目的体外观察塞来昔布对大肠癌细胞株HT-29细胞增殖和凋亡的影响,探讨其可能的作用机制.方法采用噻唑蓝(MTT)比色法,流式细胞(FCM)、吖啶橙/溴化乙啶染色结合荧光显微镜、Western印迹法等技术,研究塞来昔布对HT-29细胞增殖的抑制和可能的机制.结果塞来昔布抑制HT-29细胞生长,呈浓度和时间依赖性.流式术检测出典型的亚二倍体"凋亡峰",凋亡率(7.31±2.37)%～(48.30±2.86)%;使G0/G1期细胞比例升高,S期和G2/M期比例缩小、细胞核固缩、凋亡小体形成等.凋亡比例呈剂量和时间依赖.塞来昔布降低细胞周期素依赖蛋白激酶CDK2和CDK4的表达、上调细胞周期素依赖蛋白激酶抑制因子p21WAF1/CIP1n蛋白表达.结论体外塞来昔布抑制HT-29细胞增殖,并诱导细胞凋亡;下调CDK2和CDK4蛋白表达,上调P21WAF1/CIPln蛋白表达.塞来昔布抑制HT-29细胞增殖、诱导凋亡可能与阻止细胞周期进展有关.
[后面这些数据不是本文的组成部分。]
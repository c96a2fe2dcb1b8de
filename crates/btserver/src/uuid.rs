//! Bluetooth UUIDs
//!
//! Services, characteristics and descriptors are all identified by 128-bit
//! UUIDs. SIG-assigned attributes use 16-bit or 32-bit aliases on top of the
//! Bluetooth base UUID; this type stores the full value and recovers the short
//! form when one exists.

use std::fmt;
use std::str::FromStr;
use thiserror::Error;

/// A 128-bit Bluetooth UUID, stored little-endian as it travels over the air.
#[derive(Clone, Copy, Eq, PartialEq, Ord, PartialOrd, Hash)]
pub struct Uuid {
    bytes: [u8; 16],
}

/// "00000000-0000-1000-8000-00805F9B34FB" in little-endian order.
const BASE_UUID_BYTES: [u8; 16] = [
    0xFB, 0x34, 0x9B, 0x5F, 0x80, 0x00, 0x00, 0x80, 0x00, 0x10, 0x00, 0x00, 0x00, 0x00, 0x00, 0x00,
];

/// Offset within the base UUID where the 16/32-bit alias is inserted.
const BASE_OFFSET: usize = 12;

impl Uuid {
    /// Creates a UUID from 16 little-endian bytes.
    pub const fn from_bytes_le(bytes: [u8; 16]) -> Self {
        Uuid { bytes }
    }

    /// Creates a UUID from 16 big-endian bytes (textual order).
    pub fn from_bytes_be(mut bytes: [u8; 16]) -> Self {
        bytes.reverse();
        Uuid { bytes }
    }

    /// Creates a UUID from its 128-bit value as written in text, e.g.
    /// `0x6E400001_B5A3_F393_E0A9_E50E24DCCA9E`.
    pub const fn from_u128(value: u128) -> Self {
        Uuid {
            bytes: value.to_le_bytes(),
        }
    }

    /// Creates a UUID from a 16-bit SIG-assigned alias.
    pub const fn from_u16(uuid16: u16) -> Self {
        let mut bytes = BASE_UUID_BYTES;
        bytes[BASE_OFFSET] = uuid16 as u8;
        bytes[BASE_OFFSET + 1] = (uuid16 >> 8) as u8;
        Uuid { bytes }
    }

    /// Creates a UUID from a 32-bit SIG-assigned alias.
    pub const fn from_u32(uuid32: u32) -> Self {
        let mut bytes = BASE_UUID_BYTES;
        bytes[BASE_OFFSET] = uuid32 as u8;
        bytes[BASE_OFFSET + 1] = (uuid32 >> 8) as u8;
        bytes[BASE_OFFSET + 2] = (uuid32 >> 16) as u8;
        bytes[BASE_OFFSET + 3] = (uuid32 >> 24) as u8;
        Uuid { bytes }
    }

    /// Creates a UUID from a little-endian slice of 2, 4 or 16 bytes.
    pub fn try_from_slice_le(slice: &[u8]) -> Option<Self> {
        match slice.len() {
            2 => Some(Uuid::from_u16(u16::from_le_bytes([slice[0], slice[1]]))),
            4 => Some(Uuid::from_u32(u32::from_le_bytes([
                slice[0], slice[1], slice[2], slice[3],
            ]))),
            16 => {
                let mut bytes = [0u8; 16];
                bytes.copy_from_slice(slice);
                Some(Uuid::from_bytes_le(bytes))
            }
            _ => None,
        }
    }

    pub const fn as_bytes_le(&self) -> &[u8; 16] {
        &self.bytes
    }

    pub fn as_bytes_be(&self) -> [u8; 16] {
        let mut bytes = self.bytes;
        bytes.reverse();
        bytes
    }

    fn is_sig_assigned(&self) -> bool {
        self.bytes[0..BASE_OFFSET] == BASE_UUID_BYTES[0..BASE_OFFSET]
    }

    /// Returns the 16-bit alias if this is a SIG-assigned 16-bit UUID.
    pub fn as_u16(&self) -> Option<u16> {
        if self.is_sig_assigned()
            && self.bytes[BASE_OFFSET + 2] == 0
            && self.bytes[BASE_OFFSET + 3] == 0
        {
            Some(u16::from_le_bytes([
                self.bytes[BASE_OFFSET],
                self.bytes[BASE_OFFSET + 1],
            ]))
        } else {
            None
        }
    }

    /// Returns the 32-bit alias if this is a SIG-assigned UUID.
    pub fn as_u32(&self) -> Option<u32> {
        if self.is_sig_assigned() {
            Some(u32::from_le_bytes([
                self.bytes[BASE_OFFSET],
                self.bytes[BASE_OFFSET + 1],
                self.bytes[BASE_OFFSET + 2],
                self.bytes[BASE_OFFSET + 3],
            ]))
        } else {
            None
        }
    }
}

impl From<u16> for Uuid {
    fn from(uuid16: u16) -> Self {
        Uuid::from_u16(uuid16)
    }
}

impl From<u32> for Uuid {
    fn from(uuid32: u32) -> Self {
        Uuid::from_u32(uuid32)
    }
}

impl PartialEq<u16> for Uuid {
    fn eq(&self, other: &u16) -> bool {
        self.as_u16() == Some(*other)
    }
}

impl fmt::Display for Uuid {
    fn fmt(&self, f: &mut fmt::Formatter<'_>) -> fmt::Result {
        let b = self.as_bytes_be();
        write!(
            f,
            "{}-{}-{}-{}-{}",
            hex::encode(&b[0..4]),
            hex::encode(&b[4..6]),
            hex::encode(&b[6..8]),
            hex::encode(&b[8..10]),
            hex::encode(&b[10..16])
        )
    }
}

impl fmt::Debug for Uuid {
    fn fmt(&self, f: &mut fmt::Formatter<'_>) -> fmt::Result {
        match (self.as_u16(), self.as_u32()) {
            (Some(short), _) => write!(f, "Uuid(0x{:04X})", short),
            (None, Some(long)) => write!(f, "Uuid(0x{:08X})", long),
            _ => write!(f, "Uuid({})", self),
        }
    }
}

#[derive(Debug, Error, PartialEq)]
pub enum UuidParseError {
    #[error("UUID must have 4, 8 or 32 hex digits, found {0}")]
    InvalidLength(usize),

    #[error("invalid hex in UUID: {0}")]
    Hex(#[from] hex::FromHexError),
}

impl FromStr for Uuid {
    type Err = UuidParseError;

    /// Accepts "180D", "0000180D" and the 128-bit form with or without hyphens.
    fn from_str(s: &str) -> Result<Self, Self::Err> {
        let s = s.trim();
        let s = s
            .strip_prefix("0x")
            .or_else(|| s.strip_prefix("0X"))
            .unwrap_or(s);
        let cleaned: String = s.chars().filter(|c| *c != '-').collect();

        match cleaned.len() {
            4 => {
                let mut raw = [0u8; 2];
                hex::decode_to_slice(&cleaned, &mut raw)?;
                Ok(Uuid::from_u16(u16::from_be_bytes(raw)))
            }
            8 => {
                let mut raw = [0u8; 4];
                hex::decode_to_slice(&cleaned, &mut raw)?;
                Ok(Uuid::from_u32(u32::from_be_bytes(raw)))
            }
            32 => {
                let mut bytes_be = [0u8; 16];
                hex::decode_to_slice(&cleaned, &mut bytes_be)?;
                Ok(Uuid::from_bytes_be(bytes_be))
            }
            n => Err(UuidParseError::InvalidLength(n)),
        }
    }
}

#[cfg(test)]
mod tests {
    use super::*;

    #[test]
    fn test_short_forms() {
        let hrs = Uuid::from_u16(0x180D);
        assert_eq!(hrs.as_u16(), Some(0x180D));
        assert_eq!(hrs.as_u32(), Some(0x180D));
        assert_eq!(hrs, 0x180Du16);
        assert_eq!(hrs.to_string(), "0000180d-0000-1000-8000-00805f9b34fb");
        assert_eq!(format!("{:?}", hrs), "Uuid(0x180D)");

        let vendor = Uuid::from_u128(0x6E400001_B5A3_F393_E0A9_E50E24DCCA9E);
        assert_eq!(vendor.as_u16(), None);
        assert_eq!(vendor.as_u32(), None);
        assert_eq!(vendor.to_string(), "6e400001-b5a3-f393-e0a9-e50e24dcca9e");
    }

    #[test]
    fn test_parse() {
        assert_eq!("180A".parse::<Uuid>(), Ok(Uuid::from_u16(0x180A)));
        assert_eq!("0x2A37".parse::<Uuid>(), Ok(Uuid::from_u16(0x2A37)));
        assert_eq!("0000180A".parse::<Uuid>(), Ok(Uuid::from_u16(0x180A)));
        assert_eq!(
            "0000180a-0000-1000-8000-00805f9b34fb".parse::<Uuid>(),
            Ok(Uuid::from_u16(0x180A))
        );
        assert_eq!(
            "6E400001-B5A3-F393-E0A9-E50E24DCCA9E".parse::<Uuid>(),
            Ok(Uuid::from_u128(0x6E400001_B5A3_F393_E0A9_E50E24DCCA9E))
        );
        assert_eq!("18A".parse::<Uuid>(), Err(UuidParseError::InvalidLength(3)));
        assert!(matches!("18ZZ".parse::<Uuid>(), Err(UuidParseError::Hex(_))));
    }

    #[test]
    fn test_parse_error_carries_hex_detail() {
        let err = "18ZZ".parse::<Uuid>().unwrap_err();
        assert_eq!(
            err,
            UuidParseError::Hex(hex::FromHexError::InvalidHexCharacter { c: 'Z', index: 2 })
        );
        assert_eq!(err.to_string(), "invalid hex in UUID: Invalid character 'Z' at position 2");
    }

    #[test]
    fn test_slice_le() {
        assert_eq!(
            Uuid::try_from_slice_le(&[0x0D, 0x18]),
            Some(Uuid::from_u16(0x180D))
        );
        let vendor = Uuid::from_u128(0x6E400001_B5A3_F393_E0A9_E50E24DCCA9E);
        assert_eq!(Uuid::try_from_slice_le(vendor.as_bytes_le()), Some(vendor));
        assert_eq!(Uuid::try_from_slice_le(&[1, 2, 3]), None);
    }
}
Effects of Celecoxib on cell proliferation and apoptosis in human colorectal cancer cell line HT-29

Objective: To study the effect of Celecoxib on cell proliferation and apoptosis of human colorectal cancer cell line HT-29 and the probable mechanism involved. Methods: Using MTT assay, flow cytometry (FCM),Acridine orange and Ethidium bromide staining under lluorescence microscope, Western blotting, the effect of Celecoxib on the HT-29 of proliferation and related mechanism were studied. Results: The growth of HT-29 was inhibited by Celecoxib in a dose-and time- dependent manner. Sub-G1 peak was detected by FCM, and the apoptotic rate was between (7.31±2.37)% and (48.30±2.86)%. The cell ratios of G0/G1 increased, whereas the cell ratios of S and G2/M phase decreased after treatment and was in a dose-dependent manner. The HT-29 cell line exhibited some morphologie feature of apoptosis, including cell shrinkage, nuclear condensation, DNA fragmentation, and formation of apoptosis bodies, and apoptotic index was in a dose-and time-dependent manner under Acridine orange and Ethidium bromide staining. Celecoxib down-regulated the expressions of CDK2, CDK4 proteins and up-regulated the expression of p21WAF1/CIP1 protein. Conclusions: Celecoxib inhibits proliferation and inducs apoptosis of human colorectal cancer cell line HT-29, down-regulats the expressions of CDK2, CDK4 proteins and up-regulats the expression of P21WAF1/CIP1 protein. The effect of Celecoxib on phase of cell cycle may be partially explained as the cytotoxic effects of Celecoxib.